The winners in this new landscape will be companies that prohibit the treatment of contracts like the 1990s and begin using them as strategic business assets.

For legal professionals, the message is clear: evolving or becoming irrelevant to most of the daily work of contracts. The highest value will not be in reviewing standard agreements – will be in strategic guidelines and complex negotiations.

Less is more

I learned this lesson the difficult way.

Five years ago, I was the person who was looking for “only 10 other lines of code” when building our platform. Now I see what we pay for that approach. Technical debt is true, and is the same as the contracts.

The future belongs to simplicity. When it comes to contracts, less is more.

That is why in Concord, we are building software for managing the life cycle of the contract that places an agreement where they belong: in the heart of your operations, not buried in the Legal Box.

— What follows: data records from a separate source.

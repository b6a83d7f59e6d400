//! Run lifecycle: temporary-path bookkeeping and signal-driven cancellation.

pub mod cleanup;
pub mod shutdown;

pub use cleanup::CleanupRegistry;
pub use shutdown::ShutdownCoordinator;

use crate::{Result, VaultError};
use std::sync::Arc;
use tokio_util::sync::CancellationToken;

/// What every transaction needs from the surrounding run: where to register
/// its temporaries and how to learn that the run was cancelled.
#[derive(Debug, Clone, Default)]
pub struct RunContext {
    pub registry: Arc<CleanupRegistry>,
    pub cancel: CancellationToken,
}

impl RunContext {
    pub fn new(registry: Arc<CleanupRegistry>, cancel: CancellationToken) -> Self {
        Self { registry, cancel }
    }

    /// Safe point: between files and right before a commit.
    pub fn check_cancelled(&self) -> Result<()> {
        if self.cancel.is_cancelled() {
            Err(VaultError::Cancelled)
        } else {
            Ok(())
        }
    }
}
//! Transfer bookkeeping.

pub mod progress;
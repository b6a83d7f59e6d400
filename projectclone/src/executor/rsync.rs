//! Incremental copies through the external `rsync` binary.
//!
//! Unchanged files are hard-linked against the previous record with
//! `--link-dest`, so each record is a complete tree that only costs the
//! space of what changed. rsync writes into a hidden temporary directory
//! that is committed like any other tree copy.

use super::atomic::atomic_move_tracked;
use crate::fs::ignore::IgnoreSet;
use crate::lifecycle::RunContext;
use crate::utils::naming::{make_unique_path, temp_sibling};
use crate::{Result, VaultError};
use std::ffi::OsString;
use std::fs;
use std::io::Read;
use std::path::{Path, PathBuf};
use std::process::{Child, Command, ExitStatus, Stdio};
use std::thread;
use std::time::Duration;
use tracing::{debug, info, warn};

const POLL_INTERVAL: Duration = Duration::from_millis(50);

/// Suffix of the placeholder path returned by a dry run
pub const DRY_RUN_SUFFIX: &str = "-DRYRUN";

/// Handle on an rsync executable.
#[derive(Debug, Clone)]
pub struct Rsync {
    binary: PathBuf,
}

impl Default for Rsync {
    fn default() -> Self {
        Self::new("rsync")
    }
}

impl Rsync {
    pub fn new(binary: impl Into<PathBuf>) -> Self {
        Self { binary: binary.into() }
    }

    /// True when `<binary> --version` runs and exits zero.
    pub fn is_available(&self) -> bool {
        Command::new(&self.binary)
            .arg("--version")
            .stdout(Stdio::null())
            .stderr(Stdio::null())
            .status()
            .map(|status| status.success())
            .unwrap_or(false)
    }

    /// Arguments for copying `source` into `target`, with `ignore`
    /// translated to rsync filter rules.
    pub fn arguments(
        &self,
        source: &Path,
        target: &Path,
        ignore: &IgnoreSet,
        link_dest: Option<&Path>,
    ) -> Vec<OsString> {
        let mut args: Vec<OsString> = vec!["-a".into()];
        args.extend(ignore.rsync_filter_args().into_iter().map(OsString::from));
        if let Some(base) = link_dest {
            // rsync resolves a relative --link-dest against the target
            let base = std::path::absolute(base).unwrap_or_else(|_| base.to_path_buf());
            let mut flag = OsString::from("--link-dest=");
            flag.push(base.as_os_str());
            args.push(flag);
        }
        args.push(with_trailing_separator(source));
        args.push(with_trailing_separator(target));
        args
    }

    /// Copy `source` to `dest_root/name` (suffixed when taken).
    ///
    /// With `dry_run` nothing is created and `dest_root/<name>-DRYRUN` is
    /// returned. A non-zero exit is a [`VaultError::ExternalTool`] carrying
    /// the captured output.
    pub fn incremental(
        &self,
        source: &Path,
        dest_root: &Path,
        name: &str,
        link_dest: Option<&Path>,
        ignore: &IgnoreSet,
        dry_run: bool,
        ctx: &RunContext,
    ) -> Result<PathBuf> {
        if dry_run {
            let placeholder = dest_root.join(format!("{name}{DRY_RUN_SUFFIX}"));
            info!(path = %placeholder.display(), "Dry run, rsync not invoked");
            return Ok(placeholder);
        }

        fs::create_dir_all(dest_root).map_err(|e| VaultError::commit(dest_root, e))?;
        let tmp = temp_sibling(dest_root, name);
        ctx.registry.register_dir(&tmp);

        let result = self.run_into(source, dest_root, name, &tmp, link_dest, ignore, ctx);
        if result.is_err() {
            ctx.registry.discard(&tmp);
        }
        result
    }

    #[allow(clippy::too_many_arguments)]
    fn run_into(
        &self,
        source: &Path,
        dest_root: &Path,
        name: &str,
        tmp: &Path,
        link_dest: Option<&Path>,
        ignore: &IgnoreSet,
        ctx: &RunContext,
    ) -> Result<PathBuf> {
        fs::create_dir(tmp).map_err(|e| VaultError::commit(tmp, e))?;

        let args = self.arguments(source, tmp, ignore, link_dest);
        debug!(binary = %self.binary.display(), ?args, "Running rsync");

        let child = Command::new(&self.binary)
            .args(&args)
            .stdin(Stdio::null())
            .stdout(Stdio::piped())
            .stderr(Stdio::piped())
            .spawn()
            .map_err(|e| {
                if e.kind() == std::io::ErrorKind::NotFound {
                    VaultError::ToolMissing(self.binary.display().to_string())
                } else {
                    VaultError::Io(e)
                }
            })?;

        let (status, stdout, stderr) = wait_cancellable(child, ctx)?;
        if !status.success() {
            return Err(VaultError::ExternalTool {
                tool: "rsync".to_string(),
                code: status.code(),
                stdout,
                stderr,
            });
        }

        ctx.check_cancelled()?;
        let final_path = make_unique_path(&dest_root.join(name));
        atomic_move_tracked(tmp, &final_path, &ctx.registry)?;
        ctx.registry.release(tmp);

        info!(
            path = %final_path.display(),
            link_dest = ?link_dest.map(Path::display),
            "Incremental copy committed"
        );
        Ok(final_path)
    }
}

/// Probe the `rsync` on `PATH`.
pub fn have_rsync() -> bool {
    Rsync::default().is_available()
}

/// [`Rsync::incremental`] with the `rsync` on `PATH`. `excludes` follow the
/// ignore-pattern rules and are translated for rsync.
pub fn rsync_incremental<S: AsRef<str>>(
    source: &Path,
    dest_root: &Path,
    name: &str,
    link_dest: Option<&Path>,
    excludes: &[S],
    dry_run: bool,
    ctx: &RunContext,
) -> Result<PathBuf> {
    let ignore = IgnoreSet::with_root(excludes, source);
    Rsync::default().incremental(source, dest_root, name, link_dest, &ignore, dry_run, ctx)
}

/// Wait for `child` while draining its output, killing it if the run is
/// cancelled.
fn wait_cancellable(mut child: Child, ctx: &RunContext) -> Result<(ExitStatus, String, String)> {
    let stdout = drain(child.stdout.take());
    let stderr = drain(child.stderr.take());

    let status = loop {
        if ctx.cancel.is_cancelled() {
            warn!("Cancelling rsync");
            if let Err(e) = child.kill() {
                debug!(error = %e, "rsync already exited");
            }
            let _ = child.wait();
            return Err(VaultError::Cancelled);
        }
        match child.try_wait()? {
            Some(status) => break status,
            None => thread::sleep(POLL_INTERVAL),
        }
    };

    let stdout = stdout.join().unwrap_or_default();
    let stderr = stderr.join().unwrap_or_default();
    Ok((status, stdout, stderr))
}

fn drain<R: Read + Send + 'static>(pipe: Option<R>) -> thread::JoinHandle<String> {
    thread::spawn(move || {
        let mut buffer = Vec::new();
        if let Some(mut pipe) = pipe {
            let _ = pipe.read_to_end(&mut buffer);
        }
        String::from_utf8_lossy(&buffer).into_owned()
    })
}

fn with_trailing_separator(path: &Path) -> OsString {
    let mut value = path.as_os_str().to_owned();
    if !value.to_string_lossy().ends_with(std::path::MAIN_SEPARATOR) {
        value.push(std::path::MAIN_SEPARATOR_STR);
    }
    value
}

The question is not whether this transformation will occur. It’S’S if you will be in front of the curve or playing catching.

For the author: Matt lhoumeau is co -founder and CEO I ConcordA contract management platform used by over 1,500 SMB companies and in the middle market worldwide. Before transferring to the US, Matt worked with iconic leaders such as former French President Nicholas Sarkozy and founded his first company at the age of 17.

(This is a sponsored article of thought leadership by Concord for artificial advocate.)